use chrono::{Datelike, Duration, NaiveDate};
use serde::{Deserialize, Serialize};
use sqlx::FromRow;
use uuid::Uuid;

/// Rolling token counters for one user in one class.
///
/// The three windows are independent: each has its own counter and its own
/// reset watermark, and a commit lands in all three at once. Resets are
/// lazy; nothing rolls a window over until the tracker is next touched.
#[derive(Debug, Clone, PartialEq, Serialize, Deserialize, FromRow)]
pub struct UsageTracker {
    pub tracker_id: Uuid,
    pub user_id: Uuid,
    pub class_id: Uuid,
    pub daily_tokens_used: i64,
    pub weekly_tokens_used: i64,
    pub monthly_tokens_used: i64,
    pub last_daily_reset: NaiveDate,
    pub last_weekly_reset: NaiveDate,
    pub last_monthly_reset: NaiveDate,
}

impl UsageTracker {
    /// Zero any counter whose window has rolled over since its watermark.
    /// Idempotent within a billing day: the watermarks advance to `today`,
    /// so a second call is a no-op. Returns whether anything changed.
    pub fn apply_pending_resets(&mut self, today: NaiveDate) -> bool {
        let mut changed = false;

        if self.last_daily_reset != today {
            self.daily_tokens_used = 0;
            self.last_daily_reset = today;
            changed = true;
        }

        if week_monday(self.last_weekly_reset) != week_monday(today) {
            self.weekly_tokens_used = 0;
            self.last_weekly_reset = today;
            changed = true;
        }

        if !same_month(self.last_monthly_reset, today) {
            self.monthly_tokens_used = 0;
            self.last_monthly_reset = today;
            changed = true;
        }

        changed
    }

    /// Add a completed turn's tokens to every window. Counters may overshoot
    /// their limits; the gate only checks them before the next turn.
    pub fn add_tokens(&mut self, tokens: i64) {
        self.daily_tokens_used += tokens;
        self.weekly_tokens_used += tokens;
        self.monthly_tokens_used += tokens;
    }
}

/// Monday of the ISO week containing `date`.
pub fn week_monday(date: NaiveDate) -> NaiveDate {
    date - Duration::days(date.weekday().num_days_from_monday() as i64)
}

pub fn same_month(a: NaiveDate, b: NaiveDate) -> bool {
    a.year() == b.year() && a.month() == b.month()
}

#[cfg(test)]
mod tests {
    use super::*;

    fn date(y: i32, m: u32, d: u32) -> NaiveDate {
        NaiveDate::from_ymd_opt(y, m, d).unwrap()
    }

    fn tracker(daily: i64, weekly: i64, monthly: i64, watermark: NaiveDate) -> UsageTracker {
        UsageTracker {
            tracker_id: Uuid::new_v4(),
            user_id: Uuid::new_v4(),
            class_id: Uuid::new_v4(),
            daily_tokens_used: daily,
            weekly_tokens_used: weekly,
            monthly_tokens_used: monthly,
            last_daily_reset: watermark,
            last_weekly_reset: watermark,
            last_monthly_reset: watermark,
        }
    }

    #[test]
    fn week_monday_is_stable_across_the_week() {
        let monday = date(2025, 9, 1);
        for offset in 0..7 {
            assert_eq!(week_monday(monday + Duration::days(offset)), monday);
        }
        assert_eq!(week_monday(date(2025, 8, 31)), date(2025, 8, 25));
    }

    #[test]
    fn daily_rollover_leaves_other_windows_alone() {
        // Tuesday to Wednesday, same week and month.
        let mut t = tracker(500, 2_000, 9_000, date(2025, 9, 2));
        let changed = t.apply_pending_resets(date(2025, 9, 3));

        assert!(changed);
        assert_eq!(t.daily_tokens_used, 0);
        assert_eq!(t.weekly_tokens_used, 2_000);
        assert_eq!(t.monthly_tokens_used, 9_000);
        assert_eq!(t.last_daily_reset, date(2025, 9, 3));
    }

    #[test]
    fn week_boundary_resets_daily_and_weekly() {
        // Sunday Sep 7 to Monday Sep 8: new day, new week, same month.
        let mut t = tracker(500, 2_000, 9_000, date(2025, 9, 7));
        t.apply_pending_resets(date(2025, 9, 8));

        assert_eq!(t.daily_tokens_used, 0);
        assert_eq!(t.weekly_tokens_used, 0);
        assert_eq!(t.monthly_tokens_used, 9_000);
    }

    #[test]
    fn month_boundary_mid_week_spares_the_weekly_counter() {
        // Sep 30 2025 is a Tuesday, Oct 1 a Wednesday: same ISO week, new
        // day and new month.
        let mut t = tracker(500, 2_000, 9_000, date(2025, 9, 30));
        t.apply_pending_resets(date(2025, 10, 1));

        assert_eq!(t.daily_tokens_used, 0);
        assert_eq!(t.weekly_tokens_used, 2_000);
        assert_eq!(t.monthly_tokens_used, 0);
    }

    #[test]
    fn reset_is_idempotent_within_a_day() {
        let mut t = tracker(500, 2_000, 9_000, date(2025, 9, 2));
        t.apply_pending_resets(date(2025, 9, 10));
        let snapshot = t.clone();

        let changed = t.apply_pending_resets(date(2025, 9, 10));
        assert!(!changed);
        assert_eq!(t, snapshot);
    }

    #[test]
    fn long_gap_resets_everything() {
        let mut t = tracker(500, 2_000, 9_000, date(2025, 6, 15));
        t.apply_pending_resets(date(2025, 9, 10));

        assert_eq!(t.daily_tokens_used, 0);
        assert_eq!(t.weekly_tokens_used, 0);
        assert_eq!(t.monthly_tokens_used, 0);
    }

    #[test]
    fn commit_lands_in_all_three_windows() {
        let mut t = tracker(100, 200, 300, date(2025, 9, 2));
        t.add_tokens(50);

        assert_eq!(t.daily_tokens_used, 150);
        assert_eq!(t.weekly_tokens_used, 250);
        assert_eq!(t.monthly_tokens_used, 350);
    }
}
+ + + +
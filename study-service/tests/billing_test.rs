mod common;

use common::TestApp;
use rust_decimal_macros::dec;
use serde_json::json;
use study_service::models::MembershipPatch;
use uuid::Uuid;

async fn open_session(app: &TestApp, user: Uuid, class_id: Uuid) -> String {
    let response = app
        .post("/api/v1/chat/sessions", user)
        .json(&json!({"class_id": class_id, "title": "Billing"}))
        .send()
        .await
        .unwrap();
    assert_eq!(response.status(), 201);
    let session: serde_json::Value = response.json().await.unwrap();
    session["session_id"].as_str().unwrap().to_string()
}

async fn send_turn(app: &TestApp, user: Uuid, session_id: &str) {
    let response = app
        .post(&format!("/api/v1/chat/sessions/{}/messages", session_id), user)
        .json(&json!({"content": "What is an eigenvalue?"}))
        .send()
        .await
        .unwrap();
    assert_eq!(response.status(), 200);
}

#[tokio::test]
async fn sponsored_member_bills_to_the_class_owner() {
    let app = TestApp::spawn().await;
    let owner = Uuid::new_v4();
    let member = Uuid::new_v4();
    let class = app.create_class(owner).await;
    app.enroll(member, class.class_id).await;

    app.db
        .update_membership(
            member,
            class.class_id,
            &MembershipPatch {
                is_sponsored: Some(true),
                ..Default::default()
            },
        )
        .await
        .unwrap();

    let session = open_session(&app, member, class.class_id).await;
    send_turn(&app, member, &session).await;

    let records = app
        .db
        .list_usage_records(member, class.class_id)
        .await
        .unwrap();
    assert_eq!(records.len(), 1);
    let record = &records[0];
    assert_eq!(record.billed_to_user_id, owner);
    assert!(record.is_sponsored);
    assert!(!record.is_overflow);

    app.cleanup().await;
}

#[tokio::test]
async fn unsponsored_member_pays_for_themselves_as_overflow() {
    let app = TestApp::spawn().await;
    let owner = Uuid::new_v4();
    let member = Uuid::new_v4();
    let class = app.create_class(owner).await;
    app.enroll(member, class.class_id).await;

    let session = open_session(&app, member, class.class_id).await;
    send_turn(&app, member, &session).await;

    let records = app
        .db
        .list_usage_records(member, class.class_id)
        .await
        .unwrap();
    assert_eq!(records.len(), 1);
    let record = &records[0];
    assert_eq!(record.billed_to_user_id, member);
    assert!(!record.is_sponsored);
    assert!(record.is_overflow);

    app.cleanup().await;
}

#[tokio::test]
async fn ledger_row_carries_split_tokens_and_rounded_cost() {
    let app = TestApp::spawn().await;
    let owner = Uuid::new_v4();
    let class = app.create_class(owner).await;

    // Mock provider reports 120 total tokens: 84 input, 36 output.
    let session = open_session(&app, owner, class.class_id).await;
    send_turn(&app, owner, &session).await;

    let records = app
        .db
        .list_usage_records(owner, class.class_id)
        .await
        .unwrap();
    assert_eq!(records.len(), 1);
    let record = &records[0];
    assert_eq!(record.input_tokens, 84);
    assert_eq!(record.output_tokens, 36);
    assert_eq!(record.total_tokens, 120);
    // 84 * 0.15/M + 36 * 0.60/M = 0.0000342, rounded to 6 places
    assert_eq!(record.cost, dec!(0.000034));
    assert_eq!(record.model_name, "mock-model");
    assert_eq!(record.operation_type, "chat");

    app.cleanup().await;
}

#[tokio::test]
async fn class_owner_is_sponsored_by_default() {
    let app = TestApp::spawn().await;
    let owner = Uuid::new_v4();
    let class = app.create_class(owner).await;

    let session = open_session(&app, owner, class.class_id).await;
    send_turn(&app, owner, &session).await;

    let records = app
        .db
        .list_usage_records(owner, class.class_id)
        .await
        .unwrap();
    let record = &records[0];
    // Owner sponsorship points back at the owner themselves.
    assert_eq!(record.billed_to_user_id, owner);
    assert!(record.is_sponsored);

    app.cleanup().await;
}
+ + + +
## [What to produce]
Above are the entries. Quote exactly the lines from the one bearing "week, same month." through the one bearing "assert!(!changed);".

## [Written answer]
        // Sunday Sep 7 to Monday Sep 8: new day, new week, same month.
        let mut t = tracker(500, 2_000, 9_000, date(2025, 9, 7));
        t.apply_pending_resets(date(2025, 9, 8));

        assert_eq!(t.daily_tokens_used, 0);
        assert_eq!(t.weekly_tokens_used, 0);
        assert_eq!(t.monthly_tokens_used, 9_000);
    }

    #[test]
    fn month_boundary_mid_week_spares_the_weekly_counter() {
        // Sep 30 2025 is a Tuesday, Oct 1 a Wednesday: same ISO week, new
        // day and new month.
        let mut t = tracker(500, 2_000, 9_000, date(2025, 9, 30));
        t.apply_pending_resets(date(2025, 10, 1));

        assert_eq!(t.daily_tokens_used, 0);
        assert_eq!(t.weekly_tokens_used, 2_000);
        assert_eq!(t.monthly_tokens_used, 0);
    }

    #[test]
    fn reset_is_idempotent_within_a_day() {
        let mut t = tracker(500, 2_000, 9_000, date(2025, 9, 2));
        t.apply_pending_resets(date(2025, 9, 10));
        let snapshot = t.clone();

        let changed = t.apply_pending_resets(date(2025, 9, 10));
        assert!(!changed);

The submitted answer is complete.